Items from a dataset
____

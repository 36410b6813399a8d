use super::load::{default_config_path, resolve_config_path};
use super::schema::*;
use crate::catalog::CategoryFilter;
use std::path::PathBuf;
use std::sync::{Mutex, OnceLock};

static ENV_LOCK: OnceLock<Mutex<()>> = OnceLock::new();

fn env_lock() -> std::sync::MutexGuard<'static, ()> {
    ENV_LOCK
        .get_or_init(|| Mutex::new(()))
        .lock()
        .unwrap_or_else(|poisoned| poisoned.into_inner())
}

struct EnvGuard {
    key: &'static str,
    old: Option<std::ffi::OsString>,
}

impl EnvGuard {
    fn set(key: &'static str, val: &str) -> Self {
        let old = std::env::var_os(key);
        unsafe {
            std::env::set_var(key, val);
        }
        Self { key, old }
    }

    fn remove(key: &'static str) -> Self {
        let old = std::env::var_os(key);
        unsafe {
            std::env::remove_var(key);
        }
        Self { key, old }
    }
}

impl Drop for EnvGuard {
    fn drop(&mut self) {
        match self.old.take() {
            Some(v) => unsafe {
                std::env::set_var(self.key, v);
            },
            None => unsafe {
                std::env::remove_var(self.key);
            },
        }
    }
}

#[test]
fn resolve_config_path_prefers_hush_config_path() {
    let _lock = env_lock();
    let _g1 = EnvGuard::set("HUSH_CONFIG_PATH", "/tmp/hush-test-config.toml");
    assert_eq!(
        resolve_config_path().unwrap(),
        PathBuf::from("/tmp/hush-test-config.toml")
    );
}

#[test]
fn default_config_path_prefers_xdg_config_home() {
    let _lock = env_lock();
    let _g1 = EnvGuard::set("XDG_CONFIG_HOME", "/tmp/xdg-config-home");
    let _g2 = EnvGuard::set("HOME", "/tmp/home-should-not-win");

    assert_eq!(
        default_config_path().unwrap(),
        PathBuf::from("/tmp/xdg-config-home")
            .join("hush")
            .join("config.toml")
    );
}

#[test]
fn default_config_path_falls_back_to_home_dot_config() {
    let _lock = env_lock();
    let _g1 = EnvGuard::remove("XDG_CONFIG_HOME");
    let _g2 = EnvGuard::set("HOME", "/tmp/home-dir");

    assert_eq!(
        default_config_path().unwrap(),
        PathBuf::from("/tmp/home-dir")
            .join(".config")
            .join("hush")
            .join("config.toml")
    );
}

#[test]
fn no_config_path_without_any_home_variables() {
    let _lock = env_lock();
    let _g1 = EnvGuard::remove("HUSH_CONFIG_PATH");
    let _g2 = EnvGuard::remove("XDG_CONFIG_HOME");
    let _g3 = EnvGuard::remove("HOME");

    assert_eq!(default_config_path(), None);
    assert_eq!(resolve_config_path(), None);
}

#[test]
fn defaults_match_the_documented_values() {
    let s = Settings::default();
    assert_eq!(s.player.initial_volume, 70);
    assert_eq!(s.player.volume_step, 5);
    assert_eq!(s.player.seek_step_percent, 5);
    assert_eq!(s.audio.tick_ms, 250);
    assert_eq!(s.audio.fetch_timeout_secs, 30);
    assert_eq!(s.audio.release_fade_out_ms, 300);
    assert_eq!(s.catalog.path, None);
    assert_eq!(s.catalog.initial_category, CategoryFilter::All);
    assert!(s.ui.show_tips);
    assert_eq!(s.logging.filter, "info");
    assert_eq!(s.logging.log_file(), std::env::temp_dir().join("hush.log"));
    assert_eq!(s.validate(), Ok(()));
}

#[test]
fn settings_load_from_config_file() {
    let _lock = env_lock();

    let dir = tempfile::tempdir().unwrap();
    let cfg_path = dir.path().join("config.toml");
    std::fs::write(
        &cfg_path,
        r#"
[player]
initial_volume = 40
volume_step = 10
seek_step_percent = 20

[audio]
tick_ms = 100
fetch_timeout_secs = 5
release_fade_out_ms = 0

[catalog]
path = "/srv/sounds/catalog.toml"
initial_category = "nature"

[ui]
header_text = "hello"
show_tips = false
toast_secs = 9

[logging]
filter = "hush=debug"
file = "/tmp/hush-debug.log"
"#,
    )
    .unwrap();

    let _g1 = EnvGuard::set("HUSH_CONFIG_PATH", cfg_path.to_str().unwrap());
    let _g2 = EnvGuard::remove("HUSH__PLAYER__INITIAL_VOLUME");

    let s = Settings::load().unwrap();
    assert_eq!(s.player.initial_volume, 40);
    assert_eq!(s.player.volume_step, 10);
    assert_eq!(s.player.seek_step_percent, 20);
    assert_eq!(s.audio.tick_ms, 100);
    assert_eq!(s.audio.fetch_timeout_secs, 5);
    assert_eq!(s.audio.release_fade_out_ms, 0);
    assert_eq!(s.catalog.path, Some(PathBuf::from("/srv/sounds/catalog.toml")));
    assert_eq!(s.catalog.initial_category, CategoryFilter::Nature);
    assert_eq!(s.ui.header_text, "hello");
    assert!(!s.ui.show_tips);
    assert_eq!(s.ui.toast_secs, 9);
    assert_eq!(s.logging.filter, "hush=debug");
    assert_eq!(s.logging.log_file(), PathBuf::from("/tmp/hush-debug.log"));
}

#[test]
fn settings_env_overrides_config_file() {
    let _lock = env_lock();

    let dir = tempfile::tempdir().unwrap();
    let cfg_path = dir.path().join("config.toml");
    std::fs::write(
        &cfg_path,
        r#"
[player]
initial_volume = 40
"#,
    )
    .unwrap();

    let _g1 = EnvGuard::set("HUSH_CONFIG_PATH", cfg_path.to_str().unwrap());
    let _g2 = EnvGuard::set("HUSH__PLAYER__INITIAL_VOLUME", "90");

    let s = Settings::load().unwrap();
    assert_eq!(s.player.initial_volume, 90);
}

#[test]
fn missing_config_file_yields_defaults() {
    let _lock = env_lock();
    let dir = tempfile::tempdir().unwrap();
    let missing = dir.path().join("nope.toml");
    let _g1 = EnvGuard::set("HUSH_CONFIG_PATH", missing.to_str().unwrap());

    let s = Settings::load().unwrap();
    assert_eq!(s.player.initial_volume, 70);
    assert_eq!(s.ui.toast_secs, 4);
}

#[test]
fn validate_rejects_out_of_range_values() {
    let mut s = Settings::default();
    s.player.initial_volume = 101;
    assert!(s.validate().is_err());

    let mut s = Settings::default();
    s.player.volume_step = 0;
    assert!(s.validate().is_err());

    let mut s = Settings::default();
    s.player.seek_step_percent = 0;
    assert!(s.validate().is_err());
    s.player.seek_step_percent = 101;
    assert!(s.validate().is_err());

    let mut s = Settings::default();
    s.audio.tick_ms = 5;
    assert!(s.validate().unwrap_err().contains("tick_ms"));
}
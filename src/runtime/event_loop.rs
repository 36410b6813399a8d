use std::sync::mpsc::Receiver;
use std::time::{Duration, Instant};

use crossterm::event::{self, Event, KeyCode, KeyEvent, KeyEventKind};
use ratatui::{Terminal, backend::CrosstermBackend};
use tracing::debug;

use crate::app::App;
use crate::config;
use crate::engine::AudioOutput;
use crate::transport::{FailureNotifier, PlaybackFailure, TransportController};
use crate::ui;

/// Main terminal event loop: applies engine notifications, surfaces
/// failures, draws and handles input. Returns `Ok(())` when quit is requested.
pub fn run<O: AudioOutput, N: FailureNotifier>(
    terminal: &mut Terminal<CrosstermBackend<std::io::Stdout>>,
    settings: &config::Settings,
    app: &mut App,
    controller: &mut TransportController<O, N>,
    failures: &Receiver<PlaybackFailure>,
) -> Result<(), Box<dyn std::error::Error>> {
    let toast_ttl = Duration::from_secs(settings.ui.toast_secs);
    let mut last_track = controller.state().current_track.id;

    loop {
        controller.pump();

        let now = Instant::now();
        while let Ok(failure) = failures.try_recv() {
            app.show_failure(&failure, controller.catalog(), now, toast_ttl);
        }
        app.expire_toast(now);

        // Auto-advance moves the cursor along with playback.
        let current = controller.state().current_track.id;
        if current != last_track {
            app.follow(current, controller.catalog());
            last_track = current;
        }

        terminal.draw(|f| {
            ui::draw(
                f,
                app,
                controller.catalog(),
                controller.state(),
                &settings.ui,
                &settings.player,
                now,
            )
        })?;

        if event::poll(Duration::from_millis(50))? {
            if let Event::Key(key) = event::read()? {
                if key.kind != KeyEventKind::Press {
                    continue;
                }
                if handle_key_event(key, settings, app, controller) {
                    break;
                }
            }
        }
    }

    Ok(())
}

/// Apply one key press. Returns `true` when the player should quit.
fn handle_key_event<O: AudioOutput, N: FailureNotifier>(
    key: KeyEvent,
    settings: &config::Settings,
    app: &mut App,
    controller: &mut TransportController<O, N>,
) -> bool {
    let player = &settings.player;

    match key.code {
        KeyCode::Char('q') => return true,
        KeyCode::Char('j') => {
            app.follow_playback = false;
            app.next(controller.catalog());
        }
        KeyCode::Char('k') => {
            app.follow_playback = false;
            app.prev(controller.catalog());
        }
        KeyCode::Enter => {
            if let Some(track) = app.selected_track(controller.catalog()).cloned() {
                app.follow_playback = true;
                controller.select_track(&track);
            }
        }
        KeyCode::Char('p') | KeyCode::Char(' ') => controller.toggle_play_pause(),
        KeyCode::Char('l') => {
            app.follow_playback = true;
            controller.next_track();
        }
        KeyCode::Char('h') => {
            app.follow_playback = true;
            controller.previous_track();
        }
        KeyCode::Char('L') => {
            let target = controller.state().progress_percent + f64::from(player.seek_step_percent);
            controller.seek(target);
        }
        KeyCode::Char('H') => {
            let target = controller.state().progress_percent - f64::from(player.seek_step_percent);
            controller.seek(target);
        }
        KeyCode::Char('+') | KeyCode::Char('=') => {
            let volume = i32::from(controller.state().volume_percent) + i32::from(player.volume_step);
            controller.set_volume(volume);
        }
        KeyCode::Char('-') => {
            let volume = i32::from(controller.state().volume_percent) - i32::from(player.volume_step);
            controller.set_volume(volume);
        }
        KeyCode::Char('c') => app.cycle_filter(controller.catalog()),
        other => debug!(?other, "unbound key"),
    }

    false
}

#[cfg(test)]
mod tests {
    use std::sync::mpsc::{self, Sender};

    use crossterm::event::{KeyCode, KeyEvent, KeyModifiers};

    use super::handle_key_event;
    use crate::app::App;
    use crate::catalog::{Catalog, CategoryFilter};
    use crate::config::Settings;
    use crate::engine::fake::{Call, CallLog, FakeOutput, fake_engine};
    use crate::transport::{PlaybackFailure, TransportController};

    type Controller = TransportController<FakeOutput, Sender<PlaybackFailure>>;

    fn setup() -> (Settings, App, Controller, CallLog) {
        let settings = Settings::default();
        let (engine, log, _emit) = fake_engine();
        let (tx, _rx) = mpsc::channel();
        let controller = TransportController::mount(Catalog::builtin(), engine, tx, 70);
        let app = App::new(controller.catalog(), CategoryFilter::All, true);
        (settings, app, controller, log)
    }

    fn press(c: char) -> KeyEvent {
        KeyEvent::new(KeyCode::Char(c), KeyModifiers::NONE)
    }

    #[test]
    fn q_requests_quit() {
        let (settings, mut app, mut ctl, _log) = setup();
        assert!(handle_key_event(press('q'), &settings, &mut app, &mut ctl));
        assert!(!handle_key_event(press('j'), &settings, &mut app, &mut ctl));
    }

    #[test]
    fn enter_plays_the_track_under_the_cursor() {
        let (settings, mut app, mut ctl, log) = setup();
        handle_key_event(press('j'), &settings, &mut app, &mut ctl);
        handle_key_event(press('j'), &settings, &mut app, &mut ctl);
        assert!(!app.follow_playback);

        let enter = KeyEvent::new(KeyCode::Enter, KeyModifiers::NONE);
        handle_key_event(enter, &settings, &mut app, &mut ctl);
        assert_eq!(ctl.state().current_track.id, 3);
        assert!(app.follow_playback);
        assert_eq!(log.calls().last(), Some(&Call::Play(ctl.state().generation)));
    }

    #[test]
    fn volume_keys_step_and_clamp() {
        let (settings, mut app, mut ctl, _log) = setup();
        handle_key_event(press('+'), &settings, &mut app, &mut ctl);
        assert_eq!(ctl.state().volume_percent, 75);
        for _ in 0..10 {
            handle_key_event(press('+'), &settings, &mut app, &mut ctl);
        }
        assert_eq!(ctl.state().volume_percent, 100);
        handle_key_event(press('-'), &settings, &mut app, &mut ctl);
        assert_eq!(ctl.state().volume_percent, 95);
    }

    #[test]
    fn h_and_l_wrap_through_the_catalog() {
        let (settings, mut app, mut ctl, _log) = setup();
        handle_key_event(press('h'), &settings, &mut app, &mut ctl);
        assert_eq!(ctl.state().current_track.id, 8);
        handle_key_event(press('l'), &settings, &mut app, &mut ctl);
        assert_eq!(ctl.state().current_track.id, 1);
    }

    #[test]
    fn c_cycles_the_category() {
        let (settings, mut app, mut ctl, _log) = setup();
        handle_key_event(press('c'), &settings, &mut app, &mut ctl);
        assert_eq!(app.filter, CategoryFilter::Meditation);
    }
}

____

▶ [EXERCISE DESCRIPTION] Find "assert_eq!(s.ui.toast_secs, 4);" in the entries above and copy that whole line exactly, then each line after it through the line that contains "if current != last_track".

▶ [FINISHED EXERCISE]
    assert_eq!(s.ui.toast_secs, 4);
}

#[test]
fn validate_rejects_out_of_range_values() {
    let mut s = Settings::default();
    s.player.initial_volume = 101;
    assert!(s.validate().is_err());

    let mut s = Settings::default();
    s.player.volume_step = 0;
    assert!(s.validate().is_err());

    let mut s = Settings::default();
    s.player.seek_step_percent = 0;
    assert!(s.validate().is_err());
    s.player.seek_step_percent = 101;
    assert!(s.validate().is_err());

    let mut s = Settings::default();
    s.audio.tick_ms = 5;
    assert!(s.validate().unwrap_err().contains("tick_ms"));
}
filename src/runtime/event_loop.rs
repository 36410b6813399a8d
use std::sync::mpsc::Receiver;
use std::time::{Duration, Instant};

use crossterm::event::{self, Event, KeyCode, KeyEvent, KeyEventKind};
use ratatui::{Terminal, backend::CrosstermBackend};
use tracing::debug;

use crate::app::App;
use crate::config;
use crate::engine::AudioOutput;
use crate::transport::{FailureNotifier, PlaybackFailure, TransportController};
use crate::ui;

/// Main terminal event loop: applies engine notifications, surfaces
/// failures, draws and handles input. Returns `Ok(())` when quit is requested.
pub fn run<O: AudioOutput, N: FailureNotifier>(
    terminal: &mut Terminal<CrosstermBackend<std::io::Stdout>>,
    settings: &config::Settings,
    app: &mut App,
    controller: &mut TransportController<O, N>,
    failures: &Receiver<PlaybackFailure>,
) -> Result<(), Box<dyn std::error::Error>> {
    let toast_ttl = Duration::from_secs(settings.ui.toast_secs);
    let mut last_track = controller.state().current_track.id;

    loop {
        controller.pump();

        let now = Instant::now();
        while let Ok(failure) = failures.try_recv() {
            app.show_failure(&failure, controller.catalog(), now, toast_ttl);
        }
        app.expire_toast(now);

        // Auto-advance moves the cursor along with playback.
        let current = controller.state().current_track.id;
        if current != last_track {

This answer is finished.